***** Record extracts *****
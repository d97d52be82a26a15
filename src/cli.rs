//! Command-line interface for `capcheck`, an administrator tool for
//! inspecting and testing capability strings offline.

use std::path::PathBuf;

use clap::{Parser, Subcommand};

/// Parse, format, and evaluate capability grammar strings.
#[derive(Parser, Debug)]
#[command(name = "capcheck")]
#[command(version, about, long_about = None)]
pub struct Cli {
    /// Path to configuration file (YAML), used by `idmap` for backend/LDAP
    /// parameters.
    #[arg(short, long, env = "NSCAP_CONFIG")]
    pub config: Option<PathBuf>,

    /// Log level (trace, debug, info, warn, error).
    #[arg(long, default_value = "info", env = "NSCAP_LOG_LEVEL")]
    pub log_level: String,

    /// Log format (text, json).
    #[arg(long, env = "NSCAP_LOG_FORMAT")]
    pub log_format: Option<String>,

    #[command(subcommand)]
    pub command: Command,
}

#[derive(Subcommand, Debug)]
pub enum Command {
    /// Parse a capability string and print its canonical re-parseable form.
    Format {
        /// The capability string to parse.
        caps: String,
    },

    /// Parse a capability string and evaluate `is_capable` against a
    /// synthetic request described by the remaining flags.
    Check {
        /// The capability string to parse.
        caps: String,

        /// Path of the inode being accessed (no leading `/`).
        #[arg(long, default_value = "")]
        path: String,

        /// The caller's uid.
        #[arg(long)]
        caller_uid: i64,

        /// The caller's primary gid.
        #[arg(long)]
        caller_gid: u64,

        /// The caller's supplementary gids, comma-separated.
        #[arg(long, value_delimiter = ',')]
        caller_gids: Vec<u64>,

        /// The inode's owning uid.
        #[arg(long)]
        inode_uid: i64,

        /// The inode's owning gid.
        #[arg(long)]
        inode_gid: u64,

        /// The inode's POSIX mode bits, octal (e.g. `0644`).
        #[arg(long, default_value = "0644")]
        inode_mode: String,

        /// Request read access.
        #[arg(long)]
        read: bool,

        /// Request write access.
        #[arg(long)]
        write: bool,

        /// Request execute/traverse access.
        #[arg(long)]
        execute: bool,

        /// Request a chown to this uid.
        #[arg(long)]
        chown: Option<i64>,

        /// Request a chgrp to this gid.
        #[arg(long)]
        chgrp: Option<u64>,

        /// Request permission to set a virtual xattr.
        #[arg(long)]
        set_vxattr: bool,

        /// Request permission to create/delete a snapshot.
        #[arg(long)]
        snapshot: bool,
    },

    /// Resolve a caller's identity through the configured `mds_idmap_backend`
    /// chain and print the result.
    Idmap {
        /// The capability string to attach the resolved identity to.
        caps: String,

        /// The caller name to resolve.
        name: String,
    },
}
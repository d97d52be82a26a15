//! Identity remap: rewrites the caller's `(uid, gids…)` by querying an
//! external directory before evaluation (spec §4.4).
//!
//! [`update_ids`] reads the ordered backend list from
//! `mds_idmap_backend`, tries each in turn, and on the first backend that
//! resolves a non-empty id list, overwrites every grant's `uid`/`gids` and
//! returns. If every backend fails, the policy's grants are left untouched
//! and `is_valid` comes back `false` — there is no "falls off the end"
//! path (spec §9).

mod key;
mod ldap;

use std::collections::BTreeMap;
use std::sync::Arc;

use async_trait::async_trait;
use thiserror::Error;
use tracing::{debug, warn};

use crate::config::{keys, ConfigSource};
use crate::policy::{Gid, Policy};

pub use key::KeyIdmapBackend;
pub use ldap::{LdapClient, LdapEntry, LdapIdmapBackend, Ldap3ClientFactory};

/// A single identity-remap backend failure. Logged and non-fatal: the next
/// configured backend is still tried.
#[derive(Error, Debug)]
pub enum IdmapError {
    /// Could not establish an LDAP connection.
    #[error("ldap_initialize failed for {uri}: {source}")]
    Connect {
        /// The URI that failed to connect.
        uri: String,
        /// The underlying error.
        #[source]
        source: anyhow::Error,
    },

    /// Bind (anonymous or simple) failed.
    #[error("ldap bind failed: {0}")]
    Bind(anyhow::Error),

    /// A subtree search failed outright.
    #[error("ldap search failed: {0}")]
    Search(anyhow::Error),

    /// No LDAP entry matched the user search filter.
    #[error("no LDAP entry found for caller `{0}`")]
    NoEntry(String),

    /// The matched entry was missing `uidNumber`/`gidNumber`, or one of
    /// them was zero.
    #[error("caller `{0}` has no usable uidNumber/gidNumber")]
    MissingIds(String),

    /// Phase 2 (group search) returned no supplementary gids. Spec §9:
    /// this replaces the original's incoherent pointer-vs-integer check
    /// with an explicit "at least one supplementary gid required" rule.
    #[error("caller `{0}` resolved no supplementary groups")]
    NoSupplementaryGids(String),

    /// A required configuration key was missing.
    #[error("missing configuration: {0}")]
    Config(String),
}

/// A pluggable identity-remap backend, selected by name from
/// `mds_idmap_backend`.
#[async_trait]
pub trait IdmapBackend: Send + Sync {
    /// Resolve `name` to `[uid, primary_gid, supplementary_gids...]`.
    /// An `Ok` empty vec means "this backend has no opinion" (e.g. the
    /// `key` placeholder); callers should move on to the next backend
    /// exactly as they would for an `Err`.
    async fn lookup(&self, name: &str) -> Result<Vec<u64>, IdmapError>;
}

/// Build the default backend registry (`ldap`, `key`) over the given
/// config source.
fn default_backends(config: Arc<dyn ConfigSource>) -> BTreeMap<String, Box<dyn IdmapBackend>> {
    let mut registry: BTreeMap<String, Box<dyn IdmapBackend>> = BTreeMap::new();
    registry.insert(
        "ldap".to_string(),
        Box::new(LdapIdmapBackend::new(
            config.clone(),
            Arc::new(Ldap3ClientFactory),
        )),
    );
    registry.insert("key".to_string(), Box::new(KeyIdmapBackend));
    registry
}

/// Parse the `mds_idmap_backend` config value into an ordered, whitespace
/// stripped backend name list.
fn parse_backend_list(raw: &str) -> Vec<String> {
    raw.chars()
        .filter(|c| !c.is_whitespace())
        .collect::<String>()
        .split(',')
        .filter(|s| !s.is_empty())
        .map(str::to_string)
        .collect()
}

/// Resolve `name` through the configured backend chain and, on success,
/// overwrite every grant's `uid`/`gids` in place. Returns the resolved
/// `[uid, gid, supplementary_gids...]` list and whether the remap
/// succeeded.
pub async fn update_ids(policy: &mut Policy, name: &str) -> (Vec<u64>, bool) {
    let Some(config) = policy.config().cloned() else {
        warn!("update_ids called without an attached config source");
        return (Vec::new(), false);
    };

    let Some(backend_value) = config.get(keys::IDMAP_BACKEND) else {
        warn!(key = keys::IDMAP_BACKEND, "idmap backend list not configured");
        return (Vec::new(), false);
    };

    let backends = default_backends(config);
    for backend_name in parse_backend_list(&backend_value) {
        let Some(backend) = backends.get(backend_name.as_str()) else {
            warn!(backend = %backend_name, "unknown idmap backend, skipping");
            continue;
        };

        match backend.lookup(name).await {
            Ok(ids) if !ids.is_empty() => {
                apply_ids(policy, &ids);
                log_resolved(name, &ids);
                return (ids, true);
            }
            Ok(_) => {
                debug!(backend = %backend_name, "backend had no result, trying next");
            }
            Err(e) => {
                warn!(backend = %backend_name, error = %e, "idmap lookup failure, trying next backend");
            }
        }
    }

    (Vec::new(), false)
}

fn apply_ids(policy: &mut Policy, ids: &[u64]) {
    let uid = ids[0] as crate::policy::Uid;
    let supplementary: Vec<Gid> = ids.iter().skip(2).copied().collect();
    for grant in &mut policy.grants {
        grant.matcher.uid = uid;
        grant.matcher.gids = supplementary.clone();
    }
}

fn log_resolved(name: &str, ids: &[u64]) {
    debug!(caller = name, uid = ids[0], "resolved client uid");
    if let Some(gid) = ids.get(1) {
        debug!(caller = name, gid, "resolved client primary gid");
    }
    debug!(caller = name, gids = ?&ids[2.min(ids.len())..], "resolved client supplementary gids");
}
*****
▸ Work to complete: If a line of the data contains the word "registry", count it; say how many such lines there are and nothing else.

▸ Your response: 5